A Randomized Controlled Study on the Effects of a Documentary on Students’ Empathy and Attitudes towards Older Adults.

Despite the rapid increase in the size of the geriatric population, no current published literature is available based on the effects of viewing a documentary covering medical and psychosocial issues concerning older adults influencing young people’s empathy and ageism.
The aim of the current study was to test whether participants who viewed an original documentary about older adults experiencing physical pain would report lower ageism and higher empathy scores when compared to participants who watched a neutral documentary.

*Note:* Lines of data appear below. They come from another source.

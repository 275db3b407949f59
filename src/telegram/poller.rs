//! The polling loop: network wait, fetch, cursor bookkeeping, dispatch.

use std::sync::Arc;
use std::time::Duration;
use tokio::net::TcpStream;
use tokio::sync::watch;

use crate::commands::CommandRegistry;
use crate::config::Settings;
use crate::error::{Error, Result};
use crate::exec::{Executor, ProcessExecutor};
use crate::providers::QueryClient;
use crate::retry::RetryPolicy;

use super::api::{MessagingBackend, TelegramApi};
use super::cursor::CursorStore;
use super::dispatcher::Dispatcher;
use super::outbound::{escape_html, Outbound};

/// Server-side long-poll wait passed to `getUpdates`.
pub const LONG_POLL: Duration = Duration::from_secs(5);

const PROBE_CONNECT_TIMEOUT: Duration = Duration::from_secs(3);

/// Try a TCP connect to `addr` until it works or the policy runs out.
pub async fn wait_for_network(addr: &str, policy: RetryPolicy) -> bool {
    let probe = policy
        .run("Network probe", move || async move {
            match tokio::time::timeout(PROBE_CONNECT_TIMEOUT, TcpStream::connect(addr)).await {
                Ok(Ok(_)) => Ok(()),
                Ok(Err(e)) => Err(e.to_string()),
                Err(_) => Err(format!("no answer from {} within 3s", addr)),
            }
        })
        .await;
    probe.is_ok()
}

/// Resolves on Ctrl-C, or SIGTERM on unix.
async fn interrupted() {
    #[cfg(unix)]
    {
        use tokio::signal::unix::{signal, SignalKind};
        match signal(SignalKind::terminate()) {
            Ok(mut term) => {
                tokio::select! {
                    _ = tokio::signal::ctrl_c() => {}
                    _ = term.recv() => {}
                }
                return;
            }
            Err(e) => tracing::warn!("Cannot listen for SIGTERM: {}", e),
        }
    }
    if let Err(e) = tokio::signal::ctrl_c().await {
        tracing::warn!("Cannot listen for Ctrl-C: {}", e);
        std::future::pending::<()>().await;
    }
}

/// Drives `getUpdates` for the single authorized chat.
pub struct Poller {
    backend: Arc<dyn MessagingBackend>,
    cursor: CursorStore,
    offset: i64,
    authorized_chat: i64,
    dispatcher: Dispatcher,
    interval: Duration,
}

impl Poller {
    pub fn new(
        backend: Arc<dyn MessagingBackend>,
        cursor: CursorStore,
        authorized_chat: i64,
        dispatcher: Dispatcher,
        interval: Duration,
    ) -> Self {
        Self {
            backend,
            cursor,
            offset: 0,
            authorized_chat,
            dispatcher,
            interval,
        }
    }

    pub fn offset(&self) -> i64 {
        self.offset
    }

    /// Restore the persisted offset.
    pub fn load_cursor(&mut self) {
        self.offset = self.cursor.load();
        tracing::info!(
            "Resuming from update offset {} ({})",
            self.offset,
            self.cursor.path().display()
        );
    }

    /// One fetch and everything it returned. Returns how many messages were dispatched.
    ///
    /// The offset moves past each update and is saved before the update is
    /// acted on, so a message that crashes the process is not fetched again.
    /// A failed save is logged; the in-memory offset still advances.
    pub async fn poll_once(&mut self) -> Result<usize> {
        let updates = self.backend.get_updates(self.offset, LONG_POLL).await?;
        let mut handled = 0;

        for update in updates {
            let next = (update.update_id + 1).max(self.offset);
            self.offset = next;
            if let Err(e) = self.cursor.save(next) {
                tracing::error!(
                    "Failed to persist offset {} to {}: {}",
                    next,
                    self.cursor.path().display(),
                    e
                );
            }

            match update.chat_id() {
                Some(chat) if chat == self.authorized_chat => {}
                other => {
                    tracing::info!(
                        "Ignoring update {} from unauthorized chat {:?}",
                        update.update_id,
                        other
                    );
                    continue;
                }
            }

            let text = update.text();
            if text.trim().is_empty() {
                tracing::debug!("Skipping update {} without text", update.update_id);
                continue;
            }

            tracing::info!("Message: {:?}", text);
            self.dispatcher.handle(text).await;
            handled += 1;
        }

        Ok(handled)
    }

    /// Loop until `shutdown` flips to true.
    ///
    /// Errors inside an iteration are logged and the loop carries on after the
    /// usual interval. Shutdown is only noticed between iterations.
    pub async fn run(&mut self, announcement: &str, mut shutdown: watch::Receiver<bool>) {
        self.dispatcher.outbound().send(announcement).await;
        self.load_cursor();

        loop {
            if *shutdown.borrow() {
                break;
            }

            if let Err(e) = self.poll_once().await {
                tracing::error!("Error in poll loop: {}: {}", e.kind(), e);
            }

            tokio::select! {
                _ = tokio::time::sleep(self.interval) => {}
                Ok(()) = shutdown.changed() => {}
            }
        }

        self.dispatcher.outbound().send("🔴 Bot stopped.").await;
        tracing::info!("Stopped at offset {}", self.offset);
    }
}

/// Start the daemon: validate config, wait for the network, then poll forever.
///
/// Returns an error only for fatal startup conditions.
pub async fn run_daemon(settings: &Settings) -> Result<()> {
    let (token, chat_id) = settings.require_telegram()?;

    tracing::info!(
        "Starting relaybot for {} ({}), model {}",
        settings.project_name,
        settings.workspace.display(),
        settings.model
    );
    if settings.api_key.is_none() {
        tracing::warn!("ANTHROPIC_API_KEY not set; free-form questions will be refused");
    }

    tracing::info!("Waiting for network via {}", settings.probe_addr);
    if !wait_for_network(&settings.probe_addr, RetryPolicy::network()).await {
        return Err(Error::Other(format!(
            "Network not available after {} attempts, aborting",
            RetryPolicy::network().attempts
        )));
    }
    tracing::info!("Network available");

    let backend: Arc<dyn MessagingBackend> = Arc::new(TelegramApi::new(token));
    let executor: Arc<dyn Executor> = Arc::new(ProcessExecutor::new(&settings.workspace));
    let outbound = Outbound::new(Arc::clone(&backend), chat_id, settings.max_message_len);
    let registry = Arc::new(CommandRegistry::new(
        Arc::clone(&executor),
        settings.test_command.clone(),
        settings.project_name.clone(),
    ));
    let query = Arc::new(QueryClient::from_settings(settings, executor));
    let dispatcher = Dispatcher::new(outbound, registry, query);

    let mut poller = Poller::new(
        backend,
        CursorStore::new(&settings.offset_file),
        chat_id,
        dispatcher,
        settings.poll_interval,
    );

    let (stop_tx, stop_rx) = watch::channel(false);
    tokio::spawn(async move {
        interrupted().await;
        tracing::info!("Interrupt received, stopping after the current iteration");
        let _ = stop_tx.send(true);
    });

    poller.run(&startup_announcement(settings), stop_rx).await;
    Ok(())
}

fn startup_announcement(settings: &Settings) -> String {
    let mode = if settings.api_key.is_some() {
        "Claude-powered"
    } else {
        "commands only"
    };
    format!(
        "🟢 <b>{} Bot</b> ({}) started at {}.\nUse /help or just write a question.",
        escape_html(&settings.project_name),
        mode,
        chrono::Local::now().format("%Y-%m-%d %H:%M")
    )
}
//! Routes one inbound message to a fixed command or to the model.

use std::sync::Arc;
use tokio::task::JoinError;

use crate::commands::{command_token, CommandRegistry, FixedCommand, HELP_TOKEN};
use crate::providers::QueryClient;

use super::outbound::{escape_html, Outbound};

/// Where a message goes.
#[derive(Clone, Copy, Debug, PartialEq, Eq)]
pub enum Route {
    Help,
    Command(FixedCommand),
    Query,
}

/// Classify a message by its first token. `None` for blank text.
pub fn classify(text: &str, registry: &CommandRegistry) -> Option<Route> {
    let token = command_token(text)?;
    if token == HELP_TOKEN {
        return Some(Route::Help);
    }
    Some(match registry.lookup(&token) {
        Some(cmd) => Route::Command(cmd),
        None => Route::Query,
    })
}

pub struct Dispatcher {
    outbound: Outbound,
    registry: Arc<CommandRegistry>,
    query: Arc<QueryClient>,
}

impl Dispatcher {
    pub fn new(outbound: Outbound, registry: Arc<CommandRegistry>, query: Arc<QueryClient>) -> Self {
        Self {
            outbound,
            registry,
            query,
        }
    }

    pub fn outbound(&self) -> &Outbound {
        &self.outbound
    }

    /// Handle one message end to end. Nothing raised below this point escapes.
    pub async fn handle(&self, text: &str) {
        let Some(route) = classify(text, &self.registry) else {
            tracing::debug!("Dropping blank message");
            return;
        };

        match route {
            Route::Help => {
                self.outbound.send(&self.registry.help_text()).await;
            }
            Route::Command(cmd) => self.run_command(cmd).await,
            Route::Query => self.run_query(text).await,
        }
    }

    async fn run_command(&self, cmd: FixedCommand) {
        let title = cmd.title();
        self.outbound
            .send(&format!("⏳ <b>{}</b>…", escape_html(title)))
            .await;

        // Run on its own task so a panic inside the command is contained.
        let registry = Arc::clone(&self.registry);
        let output = match tokio::spawn(async move { registry.execute(cmd).await }).await {
            Ok(output) => output,
            Err(e) => {
                let fault = describe_fault(e);
                tracing::error!("{} crashed: {}", cmd.token(), fault);
                format!("(error) {}", fault)
            }
        };

        tracing::info!("{} finished ({} chars)", cmd.token(), output.chars().count());
        self.outbound.send_formatted(&output, title).await;
    }

    async fn run_query(&self, text: &str) {
        self.outbound.send("🤔 Querying Claude…").await;

        let query = Arc::clone(&self.query);
        let question = text.to_string();
        match tokio::spawn(async move { query.ask(&question).await }).await {
            Ok(outcome) => {
                self.outbound.send(&outcome.into_html()).await;
            }
            Err(e) => {
                let fault = describe_fault(e);
                tracing::error!("Query crashed: {}", fault);
                self.outbound
                    .send(&format!(
                        "❌ Error processing message: {}",
                        escape_html(&fault)
                    ))
                    .await;
            }
        }
    }
}

/// Human-readable description of a task that did not finish.
fn describe_fault(e: JoinError) -> String {
    if e.is_panic() {
        let payload = e.into_panic();
        if let Some(msg) = payload.downcast_ref::<&str>() {
            return format!("panic: {}", msg);
        }
        if let Some(msg) = payload.downcast_ref::<String>() {
            return format!("panic: {}", msg);
        }
        return "panic".to_string();
    }
    e.to_string()
}
//! Completion backend trait and the Messages API wire types.

use async_trait::async_trait;
use serde::{Deserialize, Serialize};
use thiserror::Error;

#[derive(Error, Debug)]
pub enum ProviderError {
    #[error("API error: {0}")]
    ApiError(String),

    #[error("HTTP error: {0}")]
    HttpError(#[from] reqwest::Error),

    #[error("Parse error: {0}")]
    ParseError(String),
}

pub type Result<T> = std::result::Result<T, ProviderError>;

impl ProviderError {
    /// Short class name shown to the user next to the message.
    pub fn kind(&self) -> &'static str {
        match self {
            ProviderError::ApiError(_) => "ApiError",
            ProviderError::HttpError(e) if e.is_timeout() => "Timeout",
            ProviderError::HttpError(e) if e.is_connect() => "ConnectError",
            ProviderError::HttpError(_) => "HttpError",
            ProviderError::ParseError(_) => "ParseError",
        }
    }

    /// The message without the class prefix `Display` adds.
    pub fn detail(&self) -> String {
        match self {
            ProviderError::ApiError(msg) | ProviderError::ParseError(msg) => msg.clone(),
            ProviderError::HttpError(e) => e.to_string(),
        }
    }
}

#[derive(Serialize, Debug, Clone, PartialEq)]
pub struct Message {
    pub role: String,
    pub content: String,
}

/// Body of a single-turn `/v1/messages` request.
#[derive(Serialize, Debug, Clone, PartialEq)]
pub struct CompletionRequest {
    pub model: String,
    pub max_tokens: u32,
    pub system: String,
    pub messages: Vec<Message>,
}

impl CompletionRequest {
    pub fn single_turn(
        model: impl Into<String>,
        max_tokens: u32,
        system: impl Into<String>,
        user: impl Into<String>,
    ) -> Self {
        Self {
            model: model.into(),
            max_tokens,
            system: system.into(),
            messages: vec![Message {
                role: "user".to_string(),
                content: user.into(),
            }],
        }
    }
}

#[derive(Deserialize, Debug, Clone, PartialEq)]
pub struct ContentBlock {
    #[serde(rename = "type")]
    pub kind: String,
    #[serde(default)]
    pub text: Option<String>,
}

#[derive(Deserialize, Debug, Clone, PartialEq)]
pub struct ApiErrorBody {
    #[serde(rename = "type", default)]
    pub kind: String,
    #[serde(default)]
    pub message: String,
}

/// Either an `error` object or a list of content blocks.
#[derive(Deserialize, Debug, Clone, PartialEq, Default)]
pub struct CompletionResponse {
    #[serde(default)]
    pub content: Vec<ContentBlock>,
    #[serde(default)]
    pub error: Option<ApiErrorBody>,
}

impl CompletionResponse {
    /// All text blocks joined with newlines, `None` if there were none.
    pub fn text(&self) -> Option<String> {
        let parts: Vec<&str> = self
            .content
            .iter()
            .filter(|b| b.kind == "text")
            .filter_map(|b| b.text.as_deref())
            .collect();
        if parts.is_empty() {
            None
        } else {
            Some(parts.join("\n"))
        }
    }
}

/// Something that answers one completion request.
#[async_trait]
pub trait CompletionBackend: Send + Sync {
    fn name(&self) -> &str;

    async fn complete(&self, request: &CompletionRequest) -> Result<CompletionResponse>;
}

#[cfg(test)]
mod tests {
    use super::*;

    #[test]
    fn request_serializes_to_messages_shape() {
        let req = CompletionRequest::single_turn("m", 1024, "sys", "ctx\nquestion");
        let value = serde_json::to_value(&req).unwrap();
        assert_eq!(
            value,
            serde_json::json!({
                "model": "m",
                "max_tokens": 1024,
                "system": "sys",
                "messages": [{"role": "user", "content": "ctx\nquestion"}],
            })
        );
    }

    #[test]
    fn text_joins_only_text_blocks() {
        let resp: CompletionResponse = serde_json::from_value(serde_json::json!({
            "content": [
                {"type": "text", "text": "first"},
                {"type": "tool_use", "id": "x", "name": "t", "input": {}},
                {"type": "text", "text": "second"}
            ]
        }))
        .unwrap();
        assert_eq!(resp.text().as_deref(), Some("first\nsecond"));
    }

    #[test]
    fn error_payload_parses() {
        let resp: CompletionResponse = serde_json::from_value(serde_json::json!({
            "type": "error",
            "error": {"type": "overloaded_error", "message": "Overloaded"}
        }))
        .unwrap();
        let err = resp.error.unwrap();
        assert_eq!(err.kind, "overloaded_error");
        assert_eq!(err.message, "Overloaded");
        assert!(resp.content.is_empty());
    }
}
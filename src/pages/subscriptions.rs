//! Subscriptions page: the signed-in user's subscriptions with cancel.

#[cfg(test)]
#[path = "subscriptions_test.rs"]
mod subscriptions_test;

use leptos::prelude::*;
use leptos_router::components::A;

use crate::components::notice_banner::{NoticeBanner, schedule_expiry};
use crate::components::subscription_item::SubscriptionItem;
use crate::net::api::SharedApi;
use crate::services::subscriptions::{cancel, load_subscriptions};
use crate::state::auth::AuthState;
use crate::state::subscriptions::SubscriptionsState;
use crate::util::auth::AppRoute;

/// Header line such as `"2 active of 3"`.
fn active_summary(active: usize, total: usize) -> String {
    format!("{active} active of {total}")
}

#[component]
pub fn SubscriptionsPage() -> impl IntoView {
    let auth = expect_context::<RwSignal<AuthState>>();
    let api = expect_context::<SharedApi>();
    let state = RwSignal::new(SubscriptionsState::default());

    if let Some(user) = auth.get_untracked().user {
        state.update(SubscriptionsState::begin_load);
        let load_api = api.clone();
        leptos::task::spawn_local(async move {
            let result = load_subscriptions(load_api.as_ref(), &user).await;
            state.try_update(|s| s.finish_load(result));
        });
    }

    let on_cancel = Callback::new(move |id: i64| {
        if !state.try_update(|s| s.begin_cancel(id)).unwrap_or(false) {
            return;
        }
        let api = api.clone();
        leptos::task::spawn_local(async move {
            let result = cancel(api.as_ref(), id).await;
            if let Some(Some(notice)) = state.try_update(|s| s.finish_cancel(id, &result)) {
                schedule_expiry(&notice, move |seq| {
                    state.try_update(|s| s.expire_notice(seq));
                });
            }
        });
    });

    let notice = Signal::derive(move || state.with(|s| s.notice.clone()));
    let is_empty = move || state.with(|s| !s.loading && s.error.is_none() && s.items.is_empty());

    view! {
        <div class="subscriptions-page">
            <h1>"My Subscriptions"</h1>
            <Show when=move || state.with(|s| !s.items.is_empty())>
                <p class="subscriptions-page__summary">
                    {move || state.with(|s| active_summary(s.active_count(), s.items.len()))}
                </p>
            </Show>
            <NoticeBanner notice=notice/>
            <Show when=move || state.with(|s| s.error.is_some())>
                <p class="page-error">{move || state.with(|s| s.error.clone().unwrap_or_default())}</p>
            </Show>
            <Show
                when=move || !state.with(|s| s.loading)
                fallback=|| view! { <p class="page-status">"Loading subscriptions..."</p> }
            >
                <Show when=is_empty>
                    <p class="page-status">
                        "You have no subscriptions yet. "
                        <A href=AppRoute::Plans.path()>"Browse plans"</A>
                    </p>
                </Show>
                <ul class="subscriptions-page__list">
                    {move || {
                        state
                            .with(SubscriptionsState::views)
                            .into_iter()
                            .map(|item| {
                                let id = item.id;
                                view! {
                                    <SubscriptionItem
                                        item=item
                                        cancelling=Signal::derive(move || state.with(|s| s.cancelling == Some(id)))
                                        on_cancel=on_cancel
                                    />
                                }
                            })
                            .collect::<Vec<_>>()
                    }}
                </ul>
            </Show>
        </div>
    }
}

With populations aging rapidly, ageism is becoming a pronounced social issue that will affect
societies throughout the world in the coming decades. Although aging as an individual is an
inevitable biological process for every living person, our society holds negative stereotypes and prejudices towards older adults in the form of ageism.

According to Butler, ageism is ‘‘a process of systematic stereotyping and discrimination against people because they are old’’. Even though prejudice and discrimination come in many forms, ageism has not been given as much research attention as it deserves.
In the present experiment, the authors examined whether viewing a pain-focused documentary could affect the perception of older adults and their many medical struggles among college
students, with the intent of improving empathy and attitude towards them.

Similar to previous research on the impact of exposure on empathy, the significant 2-way interaction between Group and Time found in the Profile Analysis results indicated that viewing the pain documentary did in fact impact experimental participants’ empathy scores positively and significantly.